SOURCE MATERIAL:
###

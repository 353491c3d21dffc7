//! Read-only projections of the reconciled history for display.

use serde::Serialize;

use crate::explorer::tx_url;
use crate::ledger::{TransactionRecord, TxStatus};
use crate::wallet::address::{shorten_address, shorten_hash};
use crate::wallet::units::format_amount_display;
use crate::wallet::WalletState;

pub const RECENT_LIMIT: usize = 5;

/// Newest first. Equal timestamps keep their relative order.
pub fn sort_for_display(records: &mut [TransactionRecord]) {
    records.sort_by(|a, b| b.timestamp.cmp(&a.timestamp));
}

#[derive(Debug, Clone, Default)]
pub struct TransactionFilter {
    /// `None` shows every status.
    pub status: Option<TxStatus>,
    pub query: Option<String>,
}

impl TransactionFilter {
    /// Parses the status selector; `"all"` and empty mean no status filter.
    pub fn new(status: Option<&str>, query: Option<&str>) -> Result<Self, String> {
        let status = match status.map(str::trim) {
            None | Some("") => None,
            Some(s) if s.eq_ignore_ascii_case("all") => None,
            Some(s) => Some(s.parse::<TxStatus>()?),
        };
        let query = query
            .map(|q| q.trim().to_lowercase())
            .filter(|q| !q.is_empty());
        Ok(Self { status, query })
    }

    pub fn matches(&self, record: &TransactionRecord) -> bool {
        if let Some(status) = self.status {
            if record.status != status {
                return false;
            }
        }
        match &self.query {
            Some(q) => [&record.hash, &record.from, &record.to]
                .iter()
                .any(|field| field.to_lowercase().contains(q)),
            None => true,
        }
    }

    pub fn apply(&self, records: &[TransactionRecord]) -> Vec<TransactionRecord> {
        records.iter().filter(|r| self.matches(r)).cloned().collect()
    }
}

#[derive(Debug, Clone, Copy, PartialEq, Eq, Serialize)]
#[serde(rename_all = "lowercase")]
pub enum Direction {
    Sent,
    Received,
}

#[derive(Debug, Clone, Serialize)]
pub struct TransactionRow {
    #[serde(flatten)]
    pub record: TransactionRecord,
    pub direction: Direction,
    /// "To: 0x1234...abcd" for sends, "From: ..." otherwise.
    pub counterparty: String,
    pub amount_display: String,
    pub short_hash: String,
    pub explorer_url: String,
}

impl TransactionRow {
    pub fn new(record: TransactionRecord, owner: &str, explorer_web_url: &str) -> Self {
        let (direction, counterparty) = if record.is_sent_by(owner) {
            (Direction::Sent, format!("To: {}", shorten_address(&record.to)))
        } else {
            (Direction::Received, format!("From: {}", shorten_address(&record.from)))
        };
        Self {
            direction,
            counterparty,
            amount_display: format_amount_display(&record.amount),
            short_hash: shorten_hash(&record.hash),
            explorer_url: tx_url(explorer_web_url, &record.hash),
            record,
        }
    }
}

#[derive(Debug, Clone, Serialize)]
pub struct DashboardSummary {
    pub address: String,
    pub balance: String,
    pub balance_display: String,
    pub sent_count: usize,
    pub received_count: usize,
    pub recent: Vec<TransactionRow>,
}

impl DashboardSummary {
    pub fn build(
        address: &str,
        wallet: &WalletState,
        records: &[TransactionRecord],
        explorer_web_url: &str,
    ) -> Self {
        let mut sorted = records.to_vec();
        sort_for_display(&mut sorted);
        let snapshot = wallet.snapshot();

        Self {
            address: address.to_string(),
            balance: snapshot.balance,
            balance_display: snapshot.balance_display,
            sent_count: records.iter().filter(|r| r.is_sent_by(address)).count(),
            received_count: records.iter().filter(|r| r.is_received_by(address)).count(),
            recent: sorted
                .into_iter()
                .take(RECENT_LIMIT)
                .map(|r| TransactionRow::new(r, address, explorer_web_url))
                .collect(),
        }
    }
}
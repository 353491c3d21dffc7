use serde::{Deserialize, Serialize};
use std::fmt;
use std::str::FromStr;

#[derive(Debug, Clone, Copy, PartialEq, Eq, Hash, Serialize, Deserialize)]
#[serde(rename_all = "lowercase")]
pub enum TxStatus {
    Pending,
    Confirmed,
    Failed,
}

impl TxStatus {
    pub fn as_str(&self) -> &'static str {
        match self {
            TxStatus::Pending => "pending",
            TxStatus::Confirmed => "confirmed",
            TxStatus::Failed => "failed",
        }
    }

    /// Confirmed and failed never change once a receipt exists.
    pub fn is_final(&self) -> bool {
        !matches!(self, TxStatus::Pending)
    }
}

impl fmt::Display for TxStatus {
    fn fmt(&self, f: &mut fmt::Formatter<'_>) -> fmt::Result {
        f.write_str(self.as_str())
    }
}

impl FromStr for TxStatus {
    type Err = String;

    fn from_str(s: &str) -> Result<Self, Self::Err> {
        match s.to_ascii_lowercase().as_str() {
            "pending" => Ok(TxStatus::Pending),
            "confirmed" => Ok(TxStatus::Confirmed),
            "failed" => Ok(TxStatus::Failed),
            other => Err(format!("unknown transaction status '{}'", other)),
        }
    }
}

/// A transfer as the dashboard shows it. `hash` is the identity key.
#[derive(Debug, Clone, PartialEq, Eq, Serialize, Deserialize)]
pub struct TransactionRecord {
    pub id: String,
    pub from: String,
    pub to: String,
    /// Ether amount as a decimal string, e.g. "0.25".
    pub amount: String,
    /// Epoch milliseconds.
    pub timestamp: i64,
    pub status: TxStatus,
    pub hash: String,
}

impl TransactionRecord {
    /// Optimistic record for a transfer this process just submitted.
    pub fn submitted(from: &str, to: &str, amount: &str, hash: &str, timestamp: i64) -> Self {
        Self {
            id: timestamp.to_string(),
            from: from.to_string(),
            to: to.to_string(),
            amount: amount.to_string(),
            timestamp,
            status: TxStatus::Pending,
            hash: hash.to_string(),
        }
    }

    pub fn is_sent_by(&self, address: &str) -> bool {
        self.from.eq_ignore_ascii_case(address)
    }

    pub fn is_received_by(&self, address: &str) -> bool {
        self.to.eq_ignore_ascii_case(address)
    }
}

###

EXERCISE: Write the records above out again, exactly as they are.

PROBLEM SOLUTION:
repository 353491c3d21dffc7
//! Read-only projections of the reconciled history for display.

use serde::Serialize;

use crate::explorer::tx_url;
use crate::ledger::{TransactionRecord, TxStatus};
use crate::wallet::address::{shorten_address, shorten_hash};
use crate::wallet::units::format_amount_display;
use crate::wallet::WalletState;

pub const RECENT_LIMIT: usize = 5;

/// Newest first. Equal timestamps keep their relative order.
pub fn sort_for_display(records: &mut [TransactionRecord]) {
    records.sort_by(|a, b| b.timestamp.cmp(&a.timestamp));
}

#[derive(Debug, Clone, Default)]
pub struct TransactionFilter {
    /// `None` shows every status.
    pub status: Option<TxStatus>,
    pub query: Option<String>,
}

impl TransactionFilter {
    /// Parses the status selector; `"all"` and empty mean no status filter.
    pub fn new(status: Option<&str>, query: Option<&str>) -> Result<Self, String> {
        let status = match status.map(str::trim) {
            None | Some("") => None,
            Some(s) if s.eq_ignore_ascii_case("all") => None,
            Some(s) => Some(s.parse::<TxStatus>()?),
        };
        let query = query
            .map(|q| q.trim().to_lowercase())
            .filter(|q| !q.is_empty());
        Ok(Self { status, query })
    }

    pub fn matches(&self, record: &TransactionRecord) -> bool {
        if let Some(status) = self.status {
            if record.status != status {
                return false;
            }
        }
        match &self.query {
            Some(q) => [&record.hash, &record.from, &record.to]
                .iter()
                .any(|field| field.to_lowercase().contains(q)),
            None => true,
        }
    }

    pub fn apply(&self, records: &[TransactionRecord]) -> Vec<TransactionRecord> {
        records.iter().filter(|r| self.matches(r)).cloned().collect()
    }
}

#[derive(Debug, Clone, Copy, PartialEq, Eq, Serialize)]
#[serde(rename_all = "lowercase")]
pub enum Direction {
    Sent,
    Received,
}

#[derive(Debug, Clone, Serialize)]
pub struct TransactionRow {
    #[serde(flatten)]
    pub record: TransactionRecord,
    pub direction: Direction,
    /// "To: 0x1234...abcd" for sends, "From: ..." otherwise.
    pub counterparty: String,
    pub amount_display: String,
    pub short_hash: String,
    pub explorer_url: String,
}

impl TransactionRow {
    pub fn new(record: TransactionRecord, owner: &str, explorer_web_url: &str) -> Self {
        let (direction, counterparty) = if record.is_sent_by(owner) {
            (Direction::Sent, format!("To: {}", shorten_address(&record.to)))
        } else {
            (Direction::Received, format!("From: {}", shorten_address(&record.from)))
        };
        Self {
            direction,
            counterparty,
            amount_display: format_amount_display(&record.amount),
            short_hash: shorten_hash(&record.hash),
            explorer_url: tx_url(explorer_web_url, &record.hash),
            record,
        }
    }
}

#[derive(Debug, Clone, Serialize)]
pub struct DashboardSummary {
    pub address: String,
    pub balance: String,
    pub balance_display: String,
    pub sent_count: usize,
    pub received_count: usize,
    pub recent: Vec<TransactionRow>,
}

impl DashboardSummary {
    pub fn build(
        address: &str,
        wallet: &WalletState,
        records: &[TransactionRecord],
        explorer_web_url: &str,
    ) -> Self {
        let mut sorted = records.to_vec();
        sort_for_display(&mut sorted);
        let snapshot = wallet.snapshot();

        Self {
            address: address.to_string(),
            balance: snapshot.balance,
            balance_display: snapshot.balance_display,
            sent_count: records.iter().filter(|r| r.is_sent_by(address)).count(),
            received_count: records.iter().filter(|r| r.is_received_by(address)).count(),
            recent: sorted
                .into_iter()
                .take(RECENT_LIMIT)
                .map(|r| TransactionRow::new(r, address, explorer_web_url))
                .collect(),
        }
    }
}
repository 353491c3d21dffc7
use serde::{Deserialize, Serialize};
use std::fmt;
use std::str::FromStr;

#[derive(Debug, Clone, Copy, PartialEq, Eq, Hash, Serialize, Deserialize)]
#[serde(rename_all = "lowercase")]
pub enum TxStatus {
    Pending,
    Confirmed,
    Failed,
}

impl TxStatus {
    pub fn as_str(&self) -> &'static str {
        match self {
            TxStatus::Pending => "pending",
            TxStatus::Confirmed => "confirmed",
            TxStatus::Failed => "failed",
        }
    }

    /// Confirmed and failed never change once a receipt exists.
    pub fn is_final(&self) -> bool {
        !matches!(self, TxStatus::Pending)
    }
}

impl fmt::Display for TxStatus {
    fn fmt(&self, f: &mut fmt::Formatter<'_>) -> fmt::Result {
        f.write_str(self.as_str())
    }
}

impl FromStr for TxStatus {
    type Err = String;

    fn from_str(s: &str) -> Result<Self, Self::Err> {
        match s.to_ascii_lowercase().as_str() {
            "pending" => Ok(TxStatus::Pending),
            "confirmed" => Ok(TxStatus::Confirmed),
            "failed" => Ok(TxStatus::Failed),
            other => Err(format!("unknown transaction status '{}'", other)),
        }
    }
}

/// A transfer as the dashboard shows it. `hash` is the identity key.
#[derive(Debug, Clone, PartialEq, Eq, Serialize, Deserialize)]
pub struct TransactionRecord {
    pub id: String,
    pub from: String,
    pub to: String,
    /// Ether amount as a decimal string, e.g. "0.25".
    pub amount: String,
    /// Epoch milliseconds.
    pub timestamp: i64,
    pub status: TxStatus,
    pub hash: String,
}

impl TransactionRecord {
    /// Optimistic record for a transfer this process just submitted.
    pub fn submitted(from: &str, to: &str, amount: &str, hash: &str, timestamp: i64) -> Self {
        Self {
            id: timestamp.to_string(),
            from: from.to_string(),
            to: to.to_string(),
            amount: amount.to_string(),
            timestamp,
            status: TxStatus::Pending,
            hash: hash.to_string(),
        }
    }

    pub fn is_sent_by(&self, address: &str) -> bool {
        self.from.eq_ignore_ascii_case(address)
    }

    pub fn is_received_by(&self, address: &str) -> bool {
        self.to.eq_ignore_ascii_case(address)
    }
}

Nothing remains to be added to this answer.